Keywords: Cardiopulmonary bypass, mid-sternotomy, spontaneous bag-mask ventilation, tracheal reconstruction
|How to cite this article:|
Virmani S, Datt V, Tempe DK, Minhas HS, Meher R, Goswami AD, Sharma S, Malik I. Spontaneous bag mask ventilation for establishing cardiopulmonary bypass via mid-sternotomy in patients with severe tracheal stenosis: A series of three patients. Ann Card Anaesth 2020;23:241-5
|How to cite this URL:|
Virmani S, Datt V, Tempe DK, Minhas HS, Meher R, Goswami AD, Sharma S, Malik I. Spontaneous bag mask ventilation for establishing cardiopulmonary bypass via mid-sternotomy in patients with severe tracheal stenosis: A series of three patients.
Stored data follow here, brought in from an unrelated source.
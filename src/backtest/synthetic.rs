use chrono::{DateTime, Duration, TimeZone, Utc};
use rand::rngs::StdRng;
use rand::{Rng, SeedableRng};

use crate::models::{AssetSeries, Candle};

/// First bar of every generated series (2024-01-01T00:00:00Z), shared so that
/// series generated separately align on timestamps
const START_TIMESTAMP: i64 = 1_704_067_200;

/// Market scenario types for synthetic data generation
#[derive(Debug, Clone, Copy, PartialEq, Eq)]
pub enum MarketScenario {
    /// Steady uptrend with noise (+2% daily average)
    Uptrend,
    /// Steady downtrend with noise (-2% daily average)
    Downtrend,
    /// Sideways/choppy market (±1% around mean)
    Sideways,
    /// High volatility (±5% large swings)
    Volatile,
    /// Contains time gaps (missing candles)
    WithGaps,
}

/// Generates synthetic price data for backtesting
pub struct SyntheticDataGenerator {
    rng: StdRng,
    start: DateTime<Utc>,
    base_price: f64,
    base_volume: f64,
}

impl SyntheticDataGenerator {
    /// Create a new generator with a seed for reproducibility
    pub fn new(seed: u64) -> Self {
        Self {
            rng: StdRng::seed_from_u64(seed),
            start: Utc
                .timestamp_opt(START_TIMESTAMP, 0)
                .single()
                .unwrap_or_default(),
            base_price: 150.0,
            base_volume: 1_000_000.0,
        }
    }

    /// Generate an hourly series for one symbol
    pub fn generate_series(
        &mut self,
        symbol: &str,
        scenario: MarketScenario,
        num_candles: usize,
    ) -> AssetSeries {
        AssetSeries::new(symbol, self.generate(scenario, num_candles, 60))
    }

    /// Generate one hourly series per (symbol, scenario) pair on a shared clock
    pub fn generate_market(
        &mut self,
        assets: &[(&str, MarketScenario)],
        num_candles: usize,
    ) -> Vec<AssetSeries> {
        assets
            .iter()
            .map(|(symbol, scenario)| self.generate_series(symbol, *scenario, num_candles))
            .collect()
    }

    /// Generate candles for a specific market scenario
    ///
    /// # Arguments
    /// * `scenario` - The market scenario to simulate
    /// * `num_candles` - Number of candles to generate
    /// * `interval_minutes` - Minutes between candles
    pub fn generate(
        &mut self,
        scenario: MarketScenario,
        num_candles: usize,
        interval_minutes: i64,
    ) -> Vec<Candle> {
        let periods_per_day = 24.0 * 60.0 / interval_minutes as f64;
        let mut candles = Vec::with_capacity(num_candles);
        let mut price = self.base_price;
        let mut slot = 0i64;

        for i in 0..num_candles {
            price = match scenario {
                MarketScenario::Uptrend => self.trend_step(price, 0.02 / periods_per_day),
                MarketScenario::Downtrend => self.trend_step(price, -0.02 / periods_per_day),
                MarketScenario::Sideways => {
                    // 10% pull to mean plus ±1% noise
                    let reversion = (self.base_price - price) * 0.1;
                    price + reversion + price * self.rng.gen_range(-0.01..0.01)
                }
                MarketScenario::Volatile => {
                    let next = price * (1.0 + self.rng.gen_range(-0.05..0.05));
                    next.max(self.base_price * 0.5)
                }
                MarketScenario::WithGaps => {
                    // Skip two slots every 50th candle
                    if i % 50 == 49 {
                        slot += 2;
                    }
                    price * (1.0 + self.rng.gen_range(-0.01..0.01))
                }
            };

            let timestamp = self.start + Duration::minutes(slot * interval_minutes);
            candles.push(self.create_candle(price, timestamp));
            slot += 1;
        }

        candles
    }

    /// Drift plus ±0.1% noise so the trend dominates
    fn trend_step(&mut self, price: f64, drift: f64) -> f64 {
        price * (1.0 + drift + self.rng.gen_range(-0.001..0.001))
    }

    /// Helper to create a candle from price and timestamp
    fn create_candle(&mut self, price: f64, timestamp: DateTime<Utc>) -> Candle {
        // ±0.2% intrabar movement around the close
        let noise_pct = 0.002;

        let high = price * (1.0 + self.rng.gen_range(0.0..noise_pct));
        let low = price * (1.0 - self.rng.gen_range(0.0..noise_pct));

        let open_raw = price * (1.0 + self.rng.gen_range(-noise_pct..noise_pct));
        let open = open_raw.clamp(low, high);

        // Vary volume ±30%
        let volume = self.base_volume * self.rng.gen_range(0.7..1.3);

        Candle {
            timestamp,
            open,
            high,
            low,
            close: price,
            volume,
        }
    }
}

#[cfg(test)]
mod tests {
    use super::*;

    #[test]
    fn test_generate_uptrend() {
        let mut gen = SyntheticDataGenerator::new(42);
        let candles = gen.generate(MarketScenario::Uptrend, 500, 60);

        assert_eq!(candles.len(), 500);

        let first_price = candles.first().unwrap().close;
        let last_price = candles.last().unwrap().close;
        assert!(
            last_price > first_price,
            "Uptrend should end higher: {} -> {}",
            first_price,
            last_price
        );
    }

    #[test]
    fn test_generate_downtrend() {
        let mut gen = SyntheticDataGenerator::new(42);
        let candles = gen.generate(MarketScenario::Downtrend, 500, 60);

        let first_price = candles.first().unwrap().close;
        let last_price = candles.last().unwrap().close;
        assert!(
            last_price < first_price,
            "Downtrend should end lower: {} -> {}",
            first_price,
            last_price
        );
    }

    #[test]
    fn test_generate_sideways() {
        let mut gen = SyntheticDataGenerator::new(42);
        let candles = gen.generate(MarketScenario::Sideways, 500, 60);

        let base = gen.base_price;
        for candle in &candles {
            assert!(
                candle.close > base * 0.9 && candle.close < base * 1.1,
                "Sideways should stay near base: {} vs {}",
                candle.close,
                base
            );
        }
    }

    #[test]
    fn test_generated_series_validate() {
        let mut gen = SyntheticDataGenerator::new(42);
        let series = gen.generate_series("SOL", MarketScenario::Volatile, 300);
        assert_eq!(series.symbol, "SOL");
        assert!(series.validate(Duration::hours(1)).is_ok());
    }

    #[test]
    fn test_gaps_fail_validation() {
        let mut gen = SyntheticDataGenerator::new(42);
        let series = gen.generate_series("GAP", MarketScenario::WithGaps, 100);
        assert_eq!(series.len(), 100);
        assert!(series.validate(Duration::hours(1)).is_err());
    }

    #[test]
    fn test_market_shares_timestamps() {
        let mut gen = SyntheticDataGenerator::new(1);
        let market = gen.generate_market(
            &[("A", MarketScenario::Uptrend), ("B", MarketScenario::Sideways)],
            50,
        );
        assert_eq!(market.len(), 2);
        for (a, b) in market[0].candles.iter().zip(&market[1].candles) {
            assert_eq!(a.timestamp, b.timestamp);
        }
    }

    #[test]
    fn test_ohlc_consistency() {
        let mut gen = SyntheticDataGenerator::new(42);
        let candles = gen.generate(MarketScenario::Volatile, 100, 60);

        for candle in &candles {
            assert!(candle.high >= candle.close, "High should be >= close");
            assert!(candle.high >= candle.open, "High should be >= open");
            assert!(candle.low <= candle.close, "Low should be <= close");
            assert!(candle.low <= candle.open, "Low should be <= open");
            assert!(candle.close > 0.0);
        }
    }
}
Ann Card Anaesth [serial online] 2020 [cited 2021 Jan 26];23:241-5. Available from: https://www.annals.in/text.asp?2020/23/2/241/282080
| Introduction|| |
Tracheal reconstruction for tracheal stenosis (commonly occurring as a complication of endotracheal intubation or tracheostomy) and obstruction (extrinsic obstruction from nontracheal tumours or primary tumours of the trachea) pose a challenge to both the anesthesiologist and the surgeon. Administration of general anesthesia and the use of muscle relaxants is fraught with the risk of further collapse of tracheal lumen leading to life threatening hypoxia. Various methods described for managing such patients include spontaneous ventilation under general anaesthesia, local or high thoracic epidural anesthesia, high frequency jet ventilation using a rigid bronchoscope or through a laryngeal mask airway. In patients with critical tracheal stenosis, particularly with a large mass involving the lower part of trachea, extracorporeal membrane oxygenation using cardiopulmonary bypass (CPB) or extracorporeal lung assist devices have also been described.,,,,,,
| Case Report|| |
A 32-year-old female weighing 28 kg presented in the ear, nose, and throat (ENT) department with a history of progressively increasing difficulty in breathing which aggravated on lying down, and recurrent cough for 2 years. There was no difficulty in swallowing, no history of chest pain, palpitation, hemoptysis, or hoarseness. Mouth opening was adequate and an indirect laryngoscopic examination revealed normal vocal cords. Computed Tomography (CT) scan revealed a well-defined, lobulated, heterogeneously enhancing mass seen projecting intraluminal and obstructing almost 90% of the tracheal lumen. A diagnosis of tracheal hemangioma arising 1 cm above the carina protruding into the tracheal lumen was made [Figure 1]a and [Figure 1]b. Anticipating the need for CPB during surgery, the patient was referred to the cardiothoracic and vascular surgery (CTVS) department and was scheduled to undergo tumor resection and tracheal reconstruction.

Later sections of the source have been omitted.